Le autorità turche intendono mantenere rigide restrizioni finché Israele non inizierà a consentire liberamente l’ingresso degli aiuti umanitari internazionali nella Striscia di Gaza.

Lo scorso anno il fatturato annuo dei due paesi è stato di 6,8 miliardi di dollari, di cui 5 miliardi provenivano dalla fornitura di beni turchi a Israele. Per Israele, la Turchia è il settimo partner commerciale in termini di volume delle transazioni, nonché il quinto in termini di forniture di beni dall’estero. Israele acquistava fino a 7 miliardi di dollari all’anno dalla Turchia ed esportava in media 3 miliardi di dollari all’anno.

La quota delle forniture ad Israele sul volume totale delle esportazioni di prodotti dalla Turchia ammontava solo ad un piccolo 2,8%. La Turchia può vendere le merci altrove, anche Mosca è a caccia di prodotti, ma sarà più difficile per Israele trovare mercati per i beni che ha fornito alla Turchia. La vendita dei diamanti occupava un posto significativo in questa esportazione. Ricordiamo che i diamanti russi al momento sono sotto embargo.

Il Ministero degli Esteri israeliano ha reagito alla decisione di Ankara in modo molto poco diplomatico. In una dichiarazione, il dipartimento ha affermato che il punto è “il comportamento di un dittatore che ignora gli interessi del popolo turco e della comunità imprenditoriale, e calpesta anche gli accordi commerciali internazionali”. Non è professionale etichettare il capo della Turchia come un “dittatore”. E questo nonostante il fatto che i due paesi abbiano tradizionalmente relazioni commerciali amichevoli.

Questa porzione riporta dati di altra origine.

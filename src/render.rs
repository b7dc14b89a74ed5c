use crate::geometry::{Point, Rect};
use crate::layout::{NodeImage, RoutedBundle, Viewport, VisualGraph, VisualNode};
use crate::surface::{DrawingSurface, FontSpec, Paint, PathData, SvgSurface, TextAlign, TextStyle};
use crate::theme::Theme;
use anyhow::Result;
use std::path::Path;

// ── Decoration constants ─────────────────────────────────────────────

/// Gap between a node's border and its selection ring.
const SELECTION_RING_GAP: f32 = 3.0;
const SELECTION_RING_WIDTH: f32 = 2.0;
const PLACEHOLDER_RING_RATIO: f32 = 0.6;
const PLACEHOLDER_DASH: [f32; 2] = [4.0, 3.0];
/// Guides are skipped when they would be denser than this per axis.
const MAX_GUIDE_LINES: usize = 400;

#[derive(Debug, Clone, Copy, PartialEq, Eq)]
pub enum Layer {
    /// Background fill and grid guides.
    Background,
    Relationships,
    Nodes,
    /// Rubber-band rectangle of an in-progress marquee selection.
    Marquee,
}

/// Ordered list of layers drawn back to front.
#[derive(Debug, Clone, PartialEq, Eq, Default)]
pub struct LayerStack {
    layers: Vec<Layer>,
}

impl LayerStack {
    pub fn new() -> Self {
        Self::default()
    }

    /// Background, relationships, nodes: nodes occlude relationship stubs.
    pub fn standard() -> Self {
        let mut stack = Self::new();
        stack.register(Layer::Background);
        stack.register(Layer::Relationships);
        stack.register(Layer::Nodes);
        stack
    }

    pub fn clear(&mut self) {
        self.layers.clear();
    }

    /// Append `layer` on top. Registering a layer twice is a no-op.
    pub fn register(&mut self, layer: Layer) {
        if !self.layers.contains(&layer) {
            self.layers.push(layer);
        }
    }

    pub fn layers(&self) -> &[Layer] {
        &self.layers
    }

    pub fn contains(&self, layer: Layer) -> bool {
        self.layers.contains(&layer)
    }
}

/// Transient state drawn on top of the derived graph.
#[derive(Debug, Clone, Copy, PartialEq, Default)]
pub struct Overlay {
    /// Marquee rectangle in graph coordinates.
    pub marquee: Option<Rect>,
}

impl VisualGraph {
    /// Draw the standard layers.
    pub fn draw(&self, surface: &mut dyn DrawingSurface, viewport: &Viewport, theme: &Theme) {
        self.draw_layers(surface, viewport, theme, &LayerStack::standard(), &Overlay::default());
    }

    pub fn draw_layers(
        &self,
        surface: &mut dyn DrawingSurface,
        viewport: &Viewport,
        theme: &Theme,
        layers: &LayerStack,
        overlay: &Overlay,
    ) {
        let canvas = Rect::new(0.0, 0.0, viewport.width, viewport.height);
        surface.clear(canvas);
        for layer in layers.layers() {
            match layer {
                Layer::Background => self.draw_background(surface, viewport, canvas),
                Layer::Relationships => with_viewport(surface, viewport, |surface| {
                    for bundle in self.bundles() {
                        bundle.draw(surface, theme);
                    }
                }),
                Layer::Nodes => with_viewport(surface, viewport, |surface| {
                    for node in self.nodes() {
                        node.draw(surface, theme);
                    }
                }),
                Layer::Marquee => {
                    if let Some(rect) = overlay.marquee {
                        with_viewport(surface, viewport, |surface| {
                            let paint = Paint::fill(&theme.marquee_fill)
                                .with_stroke(&theme.marquee_stroke, 1.0 / viewport.zoom);
                            surface.draw_rect(rect, &paint);
                        });
                    }
                }
            }
        }
    }

    fn draw_background(&self, surface: &mut dyn DrawingSurface, viewport: &Viewport, canvas: Rect) {
        surface.draw_rect(canvas, &Paint::fill(&self.background));
        let spacing = self.guide_spacing;
        if spacing <= 0.0 || !spacing.is_finite() {
            return;
        }
        let visible = viewport.visible_graph_rect();
        let first_x = (visible.x / spacing).floor() * spacing;
        let first_y = (visible.y / spacing).floor() * spacing;
        let (Some(columns), Some(rows)) = (
            guide_count(first_x, visible.right(), spacing),
            guide_count(first_y, visible.bottom(), spacing),
        ) else {
            return;
        };
        with_viewport(surface, viewport, |surface| {
            let paint = Paint::stroke(&self.guide_color, 1.0 / viewport.zoom);
            let mut path = PathData::new();
            for i in 0..=columns {
                let x = first_x + i as f32 * spacing;
                path = path
                    .move_to(Point::new(x, visible.y))
                    .line_to(Point::new(x, visible.bottom()));
            }
            for i in 0..=rows {
                let y = first_y + i as f32 * spacing;
                path = path
                    .move_to(Point::new(visible.x, y))
                    .line_to(Point::new(visible.right(), y));
            }
            surface.draw_path(&path, &paint);
        });
    }
}

/// Number of spacing steps from `first` to `last`, or `None` when the span is
/// not finite or would need more than `MAX_GUIDE_LINES` lines.
fn guide_count(first: f32, last: f32, spacing: f32) -> Option<usize> {
    let steps = ((last - first) / spacing).floor();
    if !steps.is_finite() || steps < 0.0 || steps >= MAX_GUIDE_LINES as f32 {
        return None;
    }
    Some(steps as usize)
}

fn with_viewport(
    surface: &mut dyn DrawingSurface,
    viewport: &Viewport,
    draw: impl FnOnce(&mut dyn DrawingSurface),
) {
    surface.save();
    surface.translate(viewport.pan.x, viewport.pan.y);
    surface.scale(viewport.zoom, viewport.zoom);
    draw(surface);
    surface.restore();
}

impl RoutedBundle {
    /// Draw in graph coordinates; the caller applies the viewport transform.
    pub fn draw(&self, surface: &mut dyn DrawingSurface, theme: &Theme) {
        for route in &self.routes {
            let relationship = &route.relationship;
            let (color, width) = if relationship.selected {
                (theme.selection_color.as_str(), relationship.style.width + 1.0)
            } else {
                (relationship.style.color.as_str(), relationship.style.width)
            };
            surface.draw_path(&route.shaft.to_path(), &Paint::stroke(color, width));
            surface.draw_path(&PathData::polygon(&route.arrowhead), &Paint::fill(color));

            if let Some(label) = &route.label {
                let style = TextStyle {
                    font: FontSpec::new(&theme.font_family, relationship.style.type_font_size),
                    color: relationship.style.type_color.clone(),
                    align: TextAlign::Center,
                };
                surface.save();
                surface.translate(label.position.x, label.position.y);
                surface.rotate(label.angle);
                surface.draw_text(&label.text, Point::ORIGIN, &style);
                surface.restore();
            }
        }
    }
}

impl VisualNode {
    pub fn draw(&self, surface: &mut dyn DrawingSurface, theme: &Theme) {
        let style = &self.style;
        let body = Paint::fill(&style.fill).with_stroke(&style.border_color, style.border_width);
        surface.draw_circle(self.position, self.radius, &body);

        match &self.image {
            Some(NodeImage::Ready(image)) => {
                let inner = (self.radius - style.border_width / 2.0).max(0.0);
                surface.save();
                surface.clip_circle(self.position, inner);
                surface.draw_image(
                    image,
                    Rect::new(
                        self.position.x - inner,
                        self.position.y - inner,
                        inner * 2.0,
                        inner * 2.0,
                    ),
                );
                surface.restore();
            }
            Some(NodeImage::Placeholder { .. }) => {
                let paint = Paint::stroke(&theme.placeholder_color, 1.0).dashed(&PLACEHOLDER_DASH);
                surface.draw_circle(self.position, self.radius * PLACEHOLDER_RING_RATIO, &paint);
            }
            None => {}
        }

        let ring = if self.editing {
            Some(theme.editing_color.as_str())
        } else if self.selected {
            Some(theme.selection_color.as_str())
        } else {
            None
        };
        if let Some(color) = ring {
            let radius = self.radius + style.border_width / 2.0 + SELECTION_RING_GAP;
            surface.draw_circle(self.position, radius, &Paint::stroke(color, SELECTION_RING_WIDTH));
        }

        if self.caption.is_blank() {
            return;
        }
        let text_style = TextStyle {
            font: FontSpec::new(&theme.font_family, self.caption.font_size),
            color: style.caption_color.clone(),
            align: TextAlign::Center,
        };
        let top = self.position.y - self.caption.height / 2.0;
        for (idx, line) in self.caption.lines.iter().enumerate() {
            let y = top + self.caption.line_height * (idx as f32 + 0.5);
            surface.draw_text(line, Point::new(self.position.x, y), &text_style);
        }
    }
}

/// Viewport of the given size that shows the whole graph, centred, never
/// magnified past 1:1.
pub fn fit_viewport(visual: &VisualGraph, width: f32, height: f32, margin: f32) -> Viewport {
    let mut viewport = Viewport::new(width, height);
    let Some(bounds) = visual.bounds() else {
        return viewport;
    };
    let bounds = bounds.with_padding(margin);
    let zoom_x = width / bounds.width.max(1.0);
    let zoom_y = height / bounds.height.max(1.0);
    viewport.zoom = zoom_x
        .min(zoom_y)
        .clamp(crate::layout::MIN_ZOOM, 1.0);
    let center = Point::new(bounds.x + bounds.width / 2.0, bounds.y + bounds.height / 2.0);
    viewport.pan = Point::new(width / 2.0, height / 2.0) - center * viewport.zoom;
    viewport
}

pub fn render_svg(visual: &VisualGraph, theme: &Theme, viewport: &Viewport) -> String {
    let mut surface = SvgSurface::new(
        viewport.width.ceil().max(1.0) as u32,
        viewport.height.ceil().max(1.0) as u32,
    );
    visual.draw(&mut surface, viewport, theme);
    surface.to_svg()
}

pub fn write_output_svg(svg: &str, output: Option<&Path>) -> Result<()> {
    match output {
        Some(path) => {
            std::fs::write(path, svg)?;
        }
        None => {
            print!("{}", svg);
        }
    }
    Ok(())
}

#[cfg(feature = "png")]
pub fn write_output_png(svg: &str, output: &Path, font_family: &str) -> Result<()> {
    let mut opt = usvg::Options::default();
    if let Some(primary) = font_family.split(',').next() {
        opt.font_family = primary.trim().trim_matches('"').to_string();
    }
    opt.fontdb_mut().load_system_fonts();

    let tree = usvg::Tree::from_str(svg, &opt)?;
    let size = tree.size().to_int_size();
    let mut pixmap = resvg::tiny_skia::Pixmap::new(size.width(), size.height())
        .ok_or_else(|| anyhow::anyhow!("Failed to allocate pixmap"))?;

    let mut pixmap_mut = pixmap.as_mut();
    resvg::render(&tree, resvg::tiny_skia::Transform::default(), &mut pixmap_mut);
    pixmap.save_png(output)?;
    Ok(())
}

Il timore ora è che altri paesi della regione decidano di fermare i commerci con Israele. Inoltre, ora il rischio è la fornitura di merci a Israele attraverso i porti turchi che diventerà difficile, indipendentemente dal Paese di origine di tali merci.

Diversi paesi hanno ora richiamato i propri ambasciatori da Israele o ridotto il livello delle relazioni diplomatiche con Tel Aviv, tra cui Giordania, Bahrein, Colombia, Honduras, Cile, Belize, Sud Africa e Repubblica del Ciad. Le attività dei ribelli Houthi nel Mar Rosso hanno ostacolato la navigazione delle navi gestite o possedute da Israele, così come dai suoi partner, Stati Uniti e Gran Bretagna. Inoltre, in questa regione la logistica delle merci provenienti da questi tre paesi è stata interrotta.